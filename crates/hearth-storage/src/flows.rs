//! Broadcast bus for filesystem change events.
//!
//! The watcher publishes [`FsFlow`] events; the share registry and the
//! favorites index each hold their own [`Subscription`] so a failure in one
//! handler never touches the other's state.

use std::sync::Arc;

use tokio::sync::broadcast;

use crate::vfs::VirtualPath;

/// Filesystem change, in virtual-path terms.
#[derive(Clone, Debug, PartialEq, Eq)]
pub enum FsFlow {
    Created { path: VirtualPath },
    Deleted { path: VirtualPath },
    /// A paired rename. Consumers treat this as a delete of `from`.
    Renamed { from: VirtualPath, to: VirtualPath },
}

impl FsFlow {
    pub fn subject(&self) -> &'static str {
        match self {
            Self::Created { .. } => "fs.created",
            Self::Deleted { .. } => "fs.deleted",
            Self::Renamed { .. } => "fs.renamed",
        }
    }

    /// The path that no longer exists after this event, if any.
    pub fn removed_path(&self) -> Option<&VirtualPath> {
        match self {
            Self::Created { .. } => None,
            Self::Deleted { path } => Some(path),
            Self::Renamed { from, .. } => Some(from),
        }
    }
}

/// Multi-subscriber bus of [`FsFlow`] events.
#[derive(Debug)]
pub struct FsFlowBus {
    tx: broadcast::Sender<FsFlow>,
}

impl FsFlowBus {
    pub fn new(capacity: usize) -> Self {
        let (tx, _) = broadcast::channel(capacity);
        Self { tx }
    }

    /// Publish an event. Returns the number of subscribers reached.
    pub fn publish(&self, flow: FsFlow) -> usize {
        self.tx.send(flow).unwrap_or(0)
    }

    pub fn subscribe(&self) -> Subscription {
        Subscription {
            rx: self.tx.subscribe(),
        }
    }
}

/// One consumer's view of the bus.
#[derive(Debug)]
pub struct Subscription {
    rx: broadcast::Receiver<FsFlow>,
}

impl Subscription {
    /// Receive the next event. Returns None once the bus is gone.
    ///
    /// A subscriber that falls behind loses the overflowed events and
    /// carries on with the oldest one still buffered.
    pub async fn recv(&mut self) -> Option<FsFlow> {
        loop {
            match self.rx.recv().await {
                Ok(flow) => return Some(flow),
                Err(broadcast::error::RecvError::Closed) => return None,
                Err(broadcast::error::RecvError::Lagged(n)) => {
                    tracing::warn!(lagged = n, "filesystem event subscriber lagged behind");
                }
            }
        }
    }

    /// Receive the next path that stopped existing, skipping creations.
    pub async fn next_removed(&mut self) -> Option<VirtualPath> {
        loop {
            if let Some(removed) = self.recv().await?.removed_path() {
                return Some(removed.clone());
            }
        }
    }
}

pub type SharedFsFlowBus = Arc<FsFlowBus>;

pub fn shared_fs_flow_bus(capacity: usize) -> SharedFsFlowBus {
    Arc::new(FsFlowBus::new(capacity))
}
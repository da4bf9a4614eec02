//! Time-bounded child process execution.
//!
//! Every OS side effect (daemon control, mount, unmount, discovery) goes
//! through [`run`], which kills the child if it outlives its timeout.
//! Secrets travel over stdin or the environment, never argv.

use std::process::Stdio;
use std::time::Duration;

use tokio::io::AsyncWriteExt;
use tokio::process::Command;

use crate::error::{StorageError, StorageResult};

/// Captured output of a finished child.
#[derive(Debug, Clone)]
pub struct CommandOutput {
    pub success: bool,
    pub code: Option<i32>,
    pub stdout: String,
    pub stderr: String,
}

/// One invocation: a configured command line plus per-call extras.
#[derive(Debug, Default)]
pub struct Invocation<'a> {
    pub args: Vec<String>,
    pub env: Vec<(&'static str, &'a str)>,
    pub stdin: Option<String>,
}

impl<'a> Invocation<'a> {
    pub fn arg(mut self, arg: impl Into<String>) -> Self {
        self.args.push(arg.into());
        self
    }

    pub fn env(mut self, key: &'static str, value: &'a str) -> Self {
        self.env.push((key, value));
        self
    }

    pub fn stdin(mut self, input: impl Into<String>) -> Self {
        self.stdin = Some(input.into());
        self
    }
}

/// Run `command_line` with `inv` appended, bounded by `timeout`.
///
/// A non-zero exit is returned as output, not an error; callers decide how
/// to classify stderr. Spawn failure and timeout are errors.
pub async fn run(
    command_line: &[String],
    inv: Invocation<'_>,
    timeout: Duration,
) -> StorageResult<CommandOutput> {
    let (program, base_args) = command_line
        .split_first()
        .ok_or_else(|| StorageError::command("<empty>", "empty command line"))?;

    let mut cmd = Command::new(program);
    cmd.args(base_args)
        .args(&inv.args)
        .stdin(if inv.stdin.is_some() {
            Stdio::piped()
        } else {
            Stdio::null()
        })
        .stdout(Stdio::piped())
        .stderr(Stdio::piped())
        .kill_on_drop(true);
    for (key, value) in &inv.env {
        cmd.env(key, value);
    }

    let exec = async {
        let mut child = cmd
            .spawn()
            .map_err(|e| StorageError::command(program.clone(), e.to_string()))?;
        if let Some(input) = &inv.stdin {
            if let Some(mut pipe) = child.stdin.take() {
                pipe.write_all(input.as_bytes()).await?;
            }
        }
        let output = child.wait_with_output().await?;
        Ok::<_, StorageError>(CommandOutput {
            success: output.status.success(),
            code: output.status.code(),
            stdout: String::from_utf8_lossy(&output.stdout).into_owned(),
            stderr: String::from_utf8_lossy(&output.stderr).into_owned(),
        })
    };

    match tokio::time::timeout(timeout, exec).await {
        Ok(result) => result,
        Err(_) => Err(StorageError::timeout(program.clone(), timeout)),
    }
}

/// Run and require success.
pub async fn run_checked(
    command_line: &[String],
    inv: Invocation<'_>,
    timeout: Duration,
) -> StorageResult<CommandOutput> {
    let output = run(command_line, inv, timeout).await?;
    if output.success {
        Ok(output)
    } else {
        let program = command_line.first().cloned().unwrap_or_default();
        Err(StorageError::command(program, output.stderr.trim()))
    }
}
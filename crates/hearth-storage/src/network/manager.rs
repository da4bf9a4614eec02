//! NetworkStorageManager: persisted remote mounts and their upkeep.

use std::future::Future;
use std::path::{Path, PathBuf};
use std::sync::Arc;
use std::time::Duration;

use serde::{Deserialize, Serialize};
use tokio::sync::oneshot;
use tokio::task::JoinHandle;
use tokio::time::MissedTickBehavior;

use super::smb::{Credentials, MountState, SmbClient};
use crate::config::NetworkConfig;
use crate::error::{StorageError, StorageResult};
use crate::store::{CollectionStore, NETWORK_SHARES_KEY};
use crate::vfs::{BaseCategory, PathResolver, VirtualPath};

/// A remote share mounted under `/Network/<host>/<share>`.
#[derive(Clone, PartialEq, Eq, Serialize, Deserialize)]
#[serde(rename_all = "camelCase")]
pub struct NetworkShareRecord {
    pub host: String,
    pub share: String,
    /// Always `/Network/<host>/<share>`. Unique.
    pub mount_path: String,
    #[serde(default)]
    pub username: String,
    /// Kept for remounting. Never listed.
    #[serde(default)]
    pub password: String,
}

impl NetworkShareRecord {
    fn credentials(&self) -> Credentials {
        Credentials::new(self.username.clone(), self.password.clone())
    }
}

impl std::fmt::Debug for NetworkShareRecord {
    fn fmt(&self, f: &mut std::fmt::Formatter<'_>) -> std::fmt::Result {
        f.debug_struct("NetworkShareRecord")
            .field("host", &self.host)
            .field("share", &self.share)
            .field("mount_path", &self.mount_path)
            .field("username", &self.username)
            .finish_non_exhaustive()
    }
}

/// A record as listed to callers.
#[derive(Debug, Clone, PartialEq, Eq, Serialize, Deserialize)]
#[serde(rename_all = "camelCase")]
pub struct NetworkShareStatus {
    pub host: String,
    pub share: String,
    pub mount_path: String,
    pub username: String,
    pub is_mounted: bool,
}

::::::

Above are the records; retype them all without a single difference.

▸ Answer section
filename crates/hearth-storage/src/flows.rs
//! Broadcast bus for filesystem change events.
//!
//! The watcher publishes [`FsFlow`] events; the share registry and the
//! favorites index each hold their own [`Subscription`] so a failure in one
//! handler never touches the other's state.

use std::sync::Arc;

use tokio::sync::broadcast;

use crate::vfs::VirtualPath;

/// Filesystem change, in virtual-path terms.
#[derive(Clone, Debug, PartialEq, Eq)]
pub enum FsFlow {
    Created { path: VirtualPath },
    Deleted { path: VirtualPath },
    /// A paired rename. Consumers treat this as a delete of `from`.
    Renamed { from: VirtualPath, to: VirtualPath },
}

impl FsFlow {
    pub fn subject(&self) -> &'static str {
        match self {
            Self::Created { .. } => "fs.created",
            Self::Deleted { .. } => "fs.deleted",
            Self::Renamed { .. } => "fs.renamed",
        }
    }

    /// The path that no longer exists after this event, if any.
    pub fn removed_path(&self) -> Option<&VirtualPath> {
        match self {
            Self::Created { .. } => None,
            Self::Deleted { path } => Some(path),
            Self::Renamed { from, .. } => Some(from),
        }
    }
}

/// Multi-subscriber bus of [`FsFlow`] events.
#[derive(Debug)]
pub struct FsFlowBus {
    tx: broadcast::Sender<FsFlow>,
}

impl FsFlowBus {
    pub fn new(capacity: usize) -> Self {
        let (tx, _) = broadcast::channel(capacity);
        Self { tx }
    }

    /// Publish an event. Returns the number of subscribers reached.
    pub fn publish(&self, flow: FsFlow) -> usize {
        self.tx.send(flow).unwrap_or(0)
    }

    pub fn subscribe(&self) -> Subscription {
        Subscription {
            rx: self.tx.subscribe(),
        }
    }
}

/// One consumer's view of the bus.
#[derive(Debug)]
pub struct Subscription {
    rx: broadcast::Receiver<FsFlow>,
}

impl Subscription {
    /// Receive the next event. Returns None once the bus is gone.
    ///
    /// A subscriber that falls behind loses the overflowed events and
    /// carries on with the oldest one still buffered.
    pub async fn recv(&mut self) -> Option<FsFlow> {
        loop {
            match self.rx.recv().await {
                Ok(flow) => return Some(flow),
                Err(broadcast::error::RecvError::Closed) => return None,
                Err(broadcast::error::RecvError::Lagged(n)) => {
                    tracing::warn!(lagged = n, "filesystem event subscriber lagged behind");
                }
            }
        }
    }

    /// Receive the next path that stopped existing, skipping creations.
    pub async fn next_removed(&mut self) -> Option<VirtualPath> {
        loop {
            if let Some(removed) = self.recv().await?.removed_path() {
                return Some(removed.clone());
            }
        }
    }
}

pub type SharedFsFlowBus = Arc<FsFlowBus>;

pub fn shared_fs_flow_bus(capacity: usize) -> SharedFsFlowBus {
    Arc::new(FsFlowBus::new(capacity))
}
repository da4bf9a4614eec02
//! Time-bounded child process execution.
//!
//! Every OS side effect (daemon control, mount, unmount, discovery) goes
//! through [`run`], which kills the child if it outlives its timeout.
//! Secrets travel over stdin or the environment, never argv.

use std::process::Stdio;
use std::time::Duration;

use tokio::io::AsyncWriteExt;
use tokio::process::Command;

use crate::error::{StorageError, StorageResult};

/// Captured output of a finished child.
#[derive(Debug, Clone)]
pub struct CommandOutput {
    pub success: bool,
    pub code: Option<i32>,
    pub stdout: String,
    pub stderr: String,
}

/// One invocation: a configured command line plus per-call extras.
#[derive(Debug, Default)]
pub struct Invocation<'a> {
    pub args: Vec<String>,
    pub env: Vec<(&'static str, &'a str)>,
    pub stdin: Option<String>,
}

impl<'a> Invocation<'a> {
    pub fn arg(mut self, arg: impl Into<String>) -> Self {
        self.args.push(arg.into());
        self
    }

    pub fn env(mut self, key: &'static str, value: &'a str) -> Self {
        self.env.push((key, value));
        self
    }

    pub fn stdin(mut self, input: impl Into<String>) -> Self {
        self.stdin = Some(input.into());
        self
    }
}

/// Run `command_line` with `inv` appended, bounded by `timeout`.
///
/// A non-zero exit is returned as output, not an error; callers decide how
/// to classify stderr. Spawn failure and timeout are errors.
pub async fn run(
    command_line: &[String],
    inv: Invocation<'_>,
    timeout: Duration,
) -> StorageResult<CommandOutput> {
    let (program, base_args) = command_line
        .split_first()
        .ok_or_else(|| StorageError::command("<empty>", "empty command line"))?;

    let mut cmd = Command::new(program);
    cmd.args(base_args)
        .args(&inv.args)
        .stdin(if inv.stdin.is_some() {
            Stdio::piped()
        } else {
            Stdio::null()
        })
        .stdout(Stdio::piped())
        .stderr(Stdio::piped())
        .kill_on_drop(true);
    for (key, value) in &inv.env {
        cmd.env(key, value);
    }

    let exec = async {
        let mut child = cmd
            .spawn()
            .map_err(|e| StorageError::command(program.clone(), e.to_string()))?;
        if let Some(input) = &inv.stdin {
            if let Some(mut pipe) = child.stdin.take() {
                pipe.write_all(input.as_bytes()).await?;
            }
        }
        let output = child.wait_with_output().await?;
        Ok::<_, StorageError>(CommandOutput {
            success: output.status.success(),
            code: output.status.code(),
            stdout: String::from_utf8_lossy(&output.stdout).into_owned(),
            stderr: String::from_utf8_lossy(&output.stderr).into_owned(),
        })
    };

    match tokio::time::timeout(timeout, exec).await {
        Ok(result) => result,
        Err(_) => Err(StorageError::timeout(program.clone(), timeout)),
    }
}

/// Run and require success.
pub async fn run_checked(
    command_line: &[String],
    inv: Invocation<'_>,
    timeout: Duration,
) -> StorageResult<CommandOutput> {
    let output = run(command_line, inv, timeout).await?;
    if output.success {
        Ok(output)
    } else {
        let program = command_line.first().cloned().unwrap_or_default();
        Err(StorageError::command(program, output.stderr.trim()))
    }
}
filename crates/hearth-storage/src/network/manager.rs
repository da4bf9a4614eec02
//! NetworkStorageManager: persisted remote mounts and their upkeep.

use std::future::Future;
use std::path::{Path, PathBuf};
use std::sync::Arc;
use std::time::Duration;

use serde::{Deserialize, Serialize};
use tokio::sync::oneshot;
use tokio::task::JoinHandle;
use tokio::time::MissedTickBehavior;

use super::smb::{Credentials, MountState, SmbClient};
use crate::config::NetworkConfig;
use crate::error::{StorageError, StorageResult};
use crate::store::{CollectionStore, NETWORK_SHARES_KEY};
use crate::vfs::{BaseCategory, PathResolver, VirtualPath};

/// A remote share mounted under `/Network/<host>/<share>`.
#[derive(Clone, PartialEq, Eq, Serialize, Deserialize)]
#[serde(rename_all = "camelCase")]
pub struct NetworkShareRecord {
    pub host: String,
    pub share: String,
    /// Always `/Network/<host>/<share>`. Unique.
    pub mount_path: String,
    #[serde(default)]
    pub username: String,
    /// Kept for remounting. Never listed.
    #[serde(default)]
    pub password: String,
}

impl NetworkShareRecord {
    fn credentials(&self) -> Credentials {
        Credentials::new(self.username.clone(), self.password.clone())
    }
}

impl std::fmt::Debug for NetworkShareRecord {
    fn fmt(&self, f: &mut std::fmt::Formatter<'_>) -> std::fmt::Result {
        f.debug_struct("NetworkShareRecord")
            .field("host", &self.host)
            .field("share", &self.share)
            .field("mount_path", &self.mount_path)
            .field("username", &self.username)
            .finish_non_exhaustive()
    }
}

/// A record as listed to callers.
#[derive(Debug, Clone, PartialEq, Eq, Serialize, Deserialize)]
#[serde(rename_all = "camelCase")]
pub struct NetworkShareStatus {
    pub host: String,
    pub share: String,
    pub mount_path: String,
    pub username: String,
    pub is_mounted: bool,
}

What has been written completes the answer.